A Workshop Approach to Pre-service Physics Teacher Education

2019 
In many countries science teachers are expected to teach students both scientific knowledge and competencies. The importance attached to the mastery of scientific practices waxes and wanes, but for the last thirty years or so many government policy documents have emphasized the importance of inquiry-based science education as a way to teach scientific practices. In theory, inquiry is the way scientists work and the way students learn to think and act scientifically. In the classroom, all too often “inquiry” is essentially a relabeling of tightly scripted teaching focused on the acquisition of facts and the execution of step-by-step procedures and algorithms. This state of affairs poses serious challenges to pre-service science teachers (PSTs) and their educators. We know that teachers tend to teach the way they were taught; therefore teacher education programmes should broaden teachers’ views of what is possible and desirable in the classroom.

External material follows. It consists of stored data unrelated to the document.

//! Grantflow API clients
//!
//! [`PortalClient`] talks to the handful of public endpoints (login); the
//! [`AuthGateway`] is the choke point every authenticated call goes through.

pub mod auth;
pub mod gateway;
pub mod grants;
pub mod options;
pub mod reports;
pub mod subgrantees;

use std::sync::Arc;
use std::time::Duration;

use reqwest::{Client, ClientBuilder as ReqwestBuilder};

use crate::error::ApiError;
use crate::session::SessionStore;

pub use gateway::{AuthGateway, SessionExpiredHandler};
pub use options::{RequestBody, RequestOptions};

const USER_AGENT: &str = "grantflow-client/0.1.0";

/// Strip trailing slashes so path concatenation never produces `//`.
///
/// Idempotent and total; the result only ends in `/` when the input collapses
/// to the empty string.
pub fn normalize_base_url(url: &str) -> &str {
    url.trim_end_matches('/')
}

/// Client for public endpoints that don't require authentication
#[derive(Clone)]
pub struct PortalClient {
    client: Client,
    base_url: String,
}

impl PortalClient {
    /// Create a new public client
    pub fn new(base_url: impl Into<String>) -> Result<Self, ApiError> {
        ClientBuilder::new().base_url(base_url).build_public()
    }

    /// Create a new client builder
    pub fn builder() -> ClientBuilder {
        ClientBuilder::new()
    }

    /// Get the base URL
    pub fn base_url(&self) -> &str {
        &self.base_url
    }

    /// Create a request builder without authentication
    pub fn request(&self, method: reqwest::Method, path: &str) -> reqwest::RequestBuilder {
        let url = format!("{}{}", self.base_url, path);
        self.client.request(method, url)
    }

    /// Execute a request and handle common errors
    pub async fn execute<T: serde::de::DeserializeOwned>(
        &self,
        request: reqwest::RequestBuilder,
    ) -> Result<T, ApiError> {
        let response = request.send().await?;
        let status = response.status();

        if status.is_success() {
            Ok(response.json().await?)
        } else {
            let message = response.text().await.unwrap_or_else(|_| status.to_string());
            Err(ApiError::from_status(status, message))
        }
    }
}

/// Builder that creates the appropriate client type
pub struct ClientBuilder {
    base_url: Option<String>,
    timeout: Option<Duration>,
    user_agent: Option<String>,
    on_session_expired: Option<Arc<SessionExpiredHandler>>,
}

impl ClientBuilder {
    /// Create a new builder
    pub fn new() -> Self {
        Self {
            base_url: None,
            timeout: None,
            user_agent: None,
            on_session_expired: None,
        }
    }

    /// Set the base URL
    pub fn base_url(mut self, url: impl Into<String>) -> Self {
        self.base_url = Some(url.into());
        self
    }

    /// Set the request timeout
    #[cfg(not(target_arch = "wasm32"))]
    pub fn timeout(mut self, timeout: Duration) -> Self {
        self.timeout = Some(timeout);
        self
    }

    /// Set the user agent
    pub fn user_agent(mut self, agent: impl Into<String>) -> Self {
        self.user_agent = Some(agent.into());
        self
    }

    /// Set the handler invoked after an unrecoverable refresh failure tears
    /// the session down
    pub fn on_session_expired(mut self, handler: Arc<SessionExpiredHandler>) -> Self {
        self.on_session_expired = Some(handler);
        self
    }

    fn build_inner(&self) -> Result<(Client, String), ApiError> {
        let base_url = self
            .base_url
            .as_deref()
            .ok_or_else(|| ApiError::Configuration("base_url is required".into()))?;
        let base_url = normalize_base_url(base_url).to_string();

        let agent = self.user_agent.clone().unwrap_or_else(|| USER_AGENT.into());

        #[cfg(not(target_arch = "wasm32"))]
        let client = {
            let mut builder = ReqwestBuilder::new().user_agent(agent);
            if let Some(timeout) = self.timeout {
                builder = builder.timeout(timeout);
            }
            builder.build()?
        };

        #[cfg(target_arch = "wasm32")]
        let client = {
            let _ = self.timeout; // Timeouts not supported on WASM
            ReqwestBuilder::new().user_agent(agent).build()?
        };

        Ok((client, base_url))
    }

    /// Build a public client
    pub fn build_public(self) -> Result<PortalClient, ApiError> {
        let (client, base_url) = self.build_inner()?;
        Ok(PortalClient { client, base_url })
    }

    /// Build the authenticated gateway over a session store
    pub fn build_gateway(self, store: Arc<dyn SessionStore>) -> Result<AuthGateway, ApiError> {
        let (client, base_url) = self.build_inner()?;
        Ok(AuthGateway::new(
            client,
            base_url,
            store,
            self.on_session_expired,
        ))
    }
}

impl Default for ClientBuilder {
    fn default() -> Self {
        Self::new()
    }
}
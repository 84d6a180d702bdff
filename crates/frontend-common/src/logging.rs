//! Console logging for the browser build

use tracing_subscriber::prelude::*;
use tracing_web::MakeWebConsoleWriter;

/// Route `log` and `tracing` events to the browser console.
///
/// Call once from the application entrypoint, before the first API call.
pub fn init() {
    wasm_logger::init(wasm_logger::Config::default());

    let fmt_layer = tracing_subscriber::fmt::layer()
        .with_ansi(false)
        .without_time()
        .with_writer(MakeWebConsoleWriter::new());
    tracing_subscriber::registry().with(fmt_layer).init();
}
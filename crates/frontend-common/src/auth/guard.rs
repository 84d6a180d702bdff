//! Route guard for authenticated areas

use yew::prelude::*;

use super::context::use_auth;
use super::error_handler::redirect_to_login;

/// Route guard props
#[derive(Properties, PartialEq)]
pub struct RequireAuthProps {
    pub children: Children,
}

/// Renders its children only for an authenticated session; otherwise forces
/// navigation to the login route for the current area
#[function_component(RequireAuth)]
pub fn require_auth(props: &RequireAuthProps) -> Html {
    let auth = use_auth();

    if auth.is_loading {
        return html! {};
    }

    if !auth.is_authenticated {
        redirect_to_login();
        return html! {};
    }

    html! { <>{props.children.clone()}</> }
}
//! Client-held session state
//!
//! The portal keeps exactly four pieces of durable state: the access token,
//! the refresh token, the authenticated flag, and the cached user profile.
//! They are written together at login, the access token alone is replaced by
//! the refresh flow, and all four are cleared together at logout or forced
//! expiry. No call site touches the underlying storage directly; everything
//! goes through a [`SessionStore`].

use std::sync::Mutex;

use serde::{Deserialize, Serialize};

use crate::types::UserProfile;

/// The session issued at login
#[derive(Debug, Clone, PartialEq, Serialize, Deserialize)]
pub struct Session {
    /// Short-lived bearer credential attached to every API request
    pub access_token: String,
    /// Longer-lived credential exchanged for a new access token
    pub refresh_token: String,
    /// Cached profile fields for display; not security-sensitive
    pub user: Option<UserProfile>,
}

/// Single choke point for session state.
///
/// Implementations must uphold the teardown invariant: there is no state in
/// which some of the session fields are present and others are not, other
/// than the access token being newer than the refresh token after a refresh.
pub trait SessionStore: Send + Sync {
    /// Current access token, if a session exists
    fn access_token(&self) -> Option<String>;

    /// Current refresh token, if a session exists
    fn refresh_token(&self) -> Option<String>;

    /// Cached user profile, if one was stored at login
    fn user(&self) -> Option<UserProfile>;

    /// Gate used by route guards
    fn is_authenticated(&self) -> bool;

    /// Store a full session, as issued by the login endpoint
    fn set_session(&self, session: Session);

    /// Replace both tokens, leaving any cached user in place
    fn set_tokens(&self, access: &str, refresh: &str);

    /// Replace only the access token; the refresh flow never rotates the
    /// refresh token client-side
    fn set_access_token(&self, access: &str);

    /// Remove every session field
    fn clear(&self);
}

/// In-memory store used on native targets and in tests
#[derive(Debug, Default)]
pub struct MemorySessionStore {
    inner: Mutex<Option<Session>>,
}

impl MemorySessionStore {
    /// Create an empty store
    pub fn new() -> Self {
        Self::default()
    }

    /// Create a store seeded with a session
    pub fn with_session(session: Session) -> Self {
        Self {
            inner: Mutex::new(Some(session)),
        }
    }
}

impl SessionStore for MemorySessionStore {
    fn access_token(&self) -> Option<String> {
        self.inner
            .lock()
            .expect("session store lock poisoned")
            .as_ref()
            .map(|s| s.access_token.clone())
    }

    fn refresh_token(&self) -> Option<String> {
        self.inner
            .lock()
            .expect("session store lock poisoned")
            .as_ref()
            .map(|s| s.refresh_token.clone())
    }

    fn user(&self) -> Option<UserProfile> {
        self.inner
            .lock()
            .expect("session store lock poisoned")
            .as_ref()
            .and_then(|s| s.user.clone())
    }

    fn is_authenticated(&self) -> bool {
        self.inner
            .lock()
            .expect("session store lock poisoned")
            .is_some()
    }

    fn set_session(&self, session: Session) {
        *self.inner.lock().expect("session store lock poisoned") = Some(session);
    }

    fn set_tokens(&self, access: &str, refresh: &str) {
        let mut guard = self.inner.lock().expect("session store lock poisoned");
        match guard.as_mut() {
            Some(session) => {
                session.access_token = access.to_string();
                session.refresh_token = refresh.to_string();
            }
            None => {
                *guard = Some(Session {
                    access_token: access.to_string(),
                    refresh_token: refresh.to_string(),
                    user: None,
                });
            }
        }
    }

    fn set_access_token(&self, access: &str) {
        let mut guard = self.inner.lock().expect("session store lock poisoned");
        if let Some(session) = guard.as_mut() {
            session.access_token = access.to_string();
        }
    }

    fn clear(&self) {
        *self.inner.lock().expect("session store lock poisoned") = None;
    }
}

#[cfg(test)]
mod tests {
    use super::*;

    fn session() -> Session {
        Session {
            access_token: "A1".into(),
            refresh_token: "R1".into(),
            user: None,
        }
    }

    #[test]
    fn refresh_replaces_only_the_access_token() {
        let store = MemorySessionStore::with_session(session());
        store.set_access_token("A2");
        assert_eq!(store.access_token().as_deref(), Some("A2"));
        assert_eq!(store.refresh_token().as_deref(), Some("R1"));
    }

    #[test]
    fn set_access_token_without_a_session_is_a_no_op() {
        let store = MemorySessionStore::new();
        store.set_access_token("A2");
        assert_eq!(store.access_token(), None);
        assert!(!store.is_authenticated());
    }

    #[test]
    fn clear_removes_every_field() {
        let store = MemorySessionStore::with_session(session());
        store.clear();
        assert_eq!(store.access_token(), None);
        assert_eq!(store.refresh_token(), None);
        assert_eq!(store.user(), None);
        assert!(!store.is_authenticated());
    }

    #[test]
    fn tokens_are_written_together() {
        let store = MemorySessionStore::new();
        store.set_tokens("A1", "R1");
        assert_eq!(store.access_token().as_deref(), Some("A1"));
        assert_eq!(store.refresh_token().as_deref(), Some("R1"));
    }
}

This chapter discusses a study of PSTs enrolled in a second-year undergraduate module that forms part of a concurrent four-year Bachelor’s degree programme, in which they simultaneously study education, mathematics, physics, and chemistry. A workshop approach in which PSTs first carry out and then critique inquiry activities was developed that allowed the PSTs to broaden their views of science teaching, while at the same time allowing researchers to investigate their views of science teaching.